[DATA PROVIDED]
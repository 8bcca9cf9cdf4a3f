//! patchserve CLI - serve a graph over large rasters.

use anyhow::{anyhow, bail, Context, Result};
use clap::{ArgAction, Args, Parser, Subcommand, ValueHint};
use patchserve::prelude::*;
use std::path::PathBuf;

#[derive(Parser)]
#[command(
    author,
    version,
    about = "Tiled, multi-source, patch-based inference over stacked rasters"
)]
struct Cli {
    #[command(subcommand)]
    command: Command,
}

#[derive(Subcommand)]
enum Command {
    /// Apply a model to one or more sources and write a GeoTIFF
    Run(RunArgs),

    /// Print the inputs and outputs of a model as JSON
    Inspect(InspectArgs),
}

#[derive(Args)]
struct RunArgs {
    /// Load the whole setup from a TOML file; flags below override it
    #[arg(long, value_hint = ValueHint::FilePath)]
    config: Option<PathBuf>,

    /// Model file, or directory containing `model.onnx`
    #[arg(long, value_hint = ValueHint::AnyPath)]
    model: Option<PathBuf>,

    /// Source as `PLACEHOLDER:WIDTHxHEIGHT:IMAGE[,IMAGE...]`; repeat for more sources
    #[arg(long = "source", value_parser = parse_source)]
    sources: Vec<SourceConfig>,

    /// Constant placeholder as `name=value`; repeat for more constants
    #[arg(long = "constant")]
    constants: Vec<String>,

    /// Output tensor name; repeat to stack several outputs as bands
    #[arg(long = "output-name")]
    output_names: Vec<String>,

    /// Output raster path
    #[arg(long, short, value_hint = ValueHint::FilePath)]
    output: Option<PathBuf>,

    /// Output pixel size divided by input pixel size
    #[arg(long)]
    spacing_scale: Option<f64>,

    /// Field of expression as `WIDTHxHEIGHT`
    #[arg(long, value_parser = parse_size)]
    foe: Option<Size2D>,

    /// Run the graph once per tile instead of once per patch
    #[arg(long)]
    fully_convolutional: bool,

    /// Tile side in output pixels
    #[arg(long)]
    tile_size: Option<u32>,

    /// Process the whole output as a single tile
    #[arg(long = "no-tiling", action = ArgAction::SetFalse, default_value_t = true)]
    tiling: bool,

    /// Number of tiles computed concurrently
    #[arg(long)]
    tiles_in_flight: Option<usize>,

    /// Only validate the setup, do not compute any tile
    #[arg(long)]
    dry_run: bool,
}

#[derive(Args)]
struct InspectArgs {
    /// Model file, or directory containing `model.onnx`
    #[arg(long, value_hint = ValueHint::AnyPath)]
    model: PathBuf,
}

fn parse_size(text: &str) -> std::result::Result<Size2D, String> {
    let (w, h) = text
        .split_once(['x', 'X'])
        .unwrap_or((text, text));
    let width = w.trim().parse::<u32>().map_err(|e| format!("bad width '{}': {}", w, e))?;
    let height = h.trim().parse::<u32>().map_err(|e| format!("bad height '{}': {}", h, e))?;
    Ok(Size2D::new(width, height))
}

fn parse_source(text: &str) -> std::result::Result<SourceConfig, String> {
    let mut parts = text.splitn(3, ':');
    let (Some(placeholder), Some(patch), Some(images)) = (parts.next(), parts.next(), parts.next()) else {
        return Err(format!("expected PLACEHOLDER:WIDTHxHEIGHT:IMAGES, got '{}'", text));
    };
    let images: Vec<String> = images
        .split(',')
        .map(str::trim)
        .filter(|s| !s.is_empty())
        .map(String::from)
        .collect();
    if images.is_empty() {
        return Err(format!("source '{}' lists no image", placeholder));
    }
    Ok(SourceConfig {
        images,
        patch: parse_size(patch)?,
        placeholder: placeholder.trim().to_string(),
    })
}

impl RunArgs {
    /// Merge the optional config file with command-line flags.
    fn into_config(self) -> Result<ServeConfig> {
        let mut config = match &self.config {
            Some(path) => ServeConfig::load(path)
                .with_context(|| format!("failed to load configuration {}", path.display()))?,
            None => {
                let model = self
                    .model
                    .clone()
                    .ok_or_else(|| anyhow!("either --config or --model is required"))?;
                ServeConfig::new(model)
            }
        };

        if let Some(model) = self.model {
            config.model = model;
        }
        if !self.sources.is_empty() {
            config.sources = self.sources;
        }
        config.constants.extend(self.constants);
        if !self.output_names.is_empty() {
            config.output.names = self.output_names;
        }
        if let Some(path) = self.output {
            config.output.path = path;
        }
        if let Some(scale) = self.spacing_scale {
            config.output.spacing_scale = scale;
        }
        if let Some(foe) = self.foe {
            config.output.foe = foe;
        }
        if self.fully_convolutional {
            config.output.fully_convolutional = true;
        }
        if let Some(size) = self.tile_size {
            config.tiling.tile_size = size;
        }
        if !self.tiling {
            config.tiling.enabled = false;
        }
        if let Some(n) = self.tiles_in_flight {
            config.tiling.tiles_in_flight = n;
        }
        Ok(config)
    }
}

fn run(args: RunArgs) -> Result<()> {
    let dry_run = args.dry_run;
    let config = args.into_config()?;
    config.check().context("invalid configuration")?;

    let host = default_host()?;
    let server = ModelServer::from_config(&config, host.as_ref()).context("failed to set up serving")?;

    let report = server.validate();
    for warning in &report.warnings {
        log::warn!("{}", warning.message);
    }
    if !report.can_execute() {
        for line in report.detailed_errors() {
            log::error!("{}", line);
        }
        bail!("{}", report.summary());
    }
    if dry_run {
        let geometry = server.geometry()?;
        println!("{}", report.summary());
        println!(
            "output {} at {}",
            geometry.output_region().size(),
            config.output.path.display()
        );
        return Ok(());
    }

    let options = server.options().clone().with_progress(|update| match update {
        ProgressUpdate::Started { total_tiles } => log::info!("Streaming {} tile(s)", total_tiles),
        ProgressUpdate::Progress {
            percent,
            estimated_remaining_ms,
            ..
        } => match estimated_remaining_ms {
            Some(ms) => log::info!("{:.1}% ({:.1}s remaining)", percent, ms as f64 / 1000.0),
            None => log::info!("{:.1}%", percent),
        },
        _ => {}
    });
    let server = server.with_options(options);

    let mut sink = TiffSink::new(&config.output.path);
    let stream = server
        .serve_unchecked(&mut sink)
        .with_context(|| format!("failed to produce {}", config.output.path.display()))?;

    log::info!(
        "Wrote {} ({}x{}, {} band(s)) from {} tile(s) in {:.2}s",
        config.output.path.display(),
        stream.output.width,
        stream.output.height,
        stream.output.bands,
        stream.tiles,
        stream.duration_ms as f64 / 1000.0
    );
    Ok(())
}

fn inspect(args: InspectArgs) -> Result<()> {
    let host = default_host()?;
    let session = host
        .load_model(&args.model)
        .with_context(|| format!("failed to load {}", args.model.display()))?;
    println!("{}", serde_json::to_string_pretty(session.info())?);
    Ok(())
}

fn main() -> Result<()> {
    env_logger::Builder::from_env(env_logger::Env::default().default_filter_or("info")).init();
    log::debug!("{} v{}", patchserve::NAME, patchserve::VERSION);

    let cli = Cli::parse();
    match cli.command {
        Command::Run(args) => run(args),
        Command::Inspect(args) => inspect(args),
    }
}

#[cfg(test)]
mod tests {
    use super::*;

    #[test]
    fn test_parse_size() {
        assert_eq!(parse_size("16x8").unwrap(), Size2D::new(16, 8));
        assert_eq!(parse_size("5").unwrap(), Size2D::square(5));
        assert!(parse_size("ax2").is_err());
    }

    #[test]
    fn test_parse_source() {
        let source = parse_source("x1:16x16:a.tif, b.tif").unwrap();
        assert_eq!(source.placeholder, "x1");
        assert_eq!(source.patch, Size2D::square(16));
        assert_eq!(source.images, vec!["a.tif", "b.tif"]);
        assert!(parse_source("x1:16x16").is_err());
        assert!(parse_source("x1:16x16:").is_err());
    }

    #[test]
    fn test_flags_override_config() {
        let cli = Cli::try_parse_from([
            "patchserve",
            "run",
            "--model",
            "m.onnx",
            "--source",
            "x:4x4:in.tif",
            "--output-name",
            "y",
            "--foe",
            "2x2",
            "--no-tiling",
        ])
        .unwrap();
        let Command::Run(args) = cli.command else {
            panic!("expected run");
        };
        let config = args.into_config().unwrap();
        assert_eq!(config.model, PathBuf::from("m.onnx"));
        assert_eq!(config.sources.len(), 1);
        assert_eq!(config.output.names, vec!["y"]);
        assert_eq!(config.output.foe, Size2D::square(2));
        assert!(!config.tiling.enabled);
        config.check().unwrap();
    }
}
[/DATA PROVIDED]
EXERCISE BRIEF: The first line of the entries, the line with "below override it", and every line between them should be retyped exactly, and nothing else.

ANSWER TO THE EXERCISE:
repository 8bcca9cf9cdf4a3f
//! patchserve CLI - serve a graph over large rasters.

use anyhow::{anyhow, bail, Context, Result};
use clap::{ArgAction, Args, Parser, Subcommand, ValueHint};
use patchserve::prelude::*;
use std::path::PathBuf;

#[derive(Parser)]
#[command(
    author,
    version,
    about = "Tiled, multi-source, patch-based inference over stacked rasters"
)]
struct Cli {
    #[command(subcommand)]
    command: Command,
}

#[derive(Subcommand)]
enum Command {
    /// Apply a model to one or more sources and write a GeoTIFF
    Run(RunArgs),

    /// Print the inputs and outputs of a model as JSON
    Inspect(InspectArgs),
}

#[derive(Args)]
struct RunArgs {
    /// Load the whole setup from a TOML file; flags below override it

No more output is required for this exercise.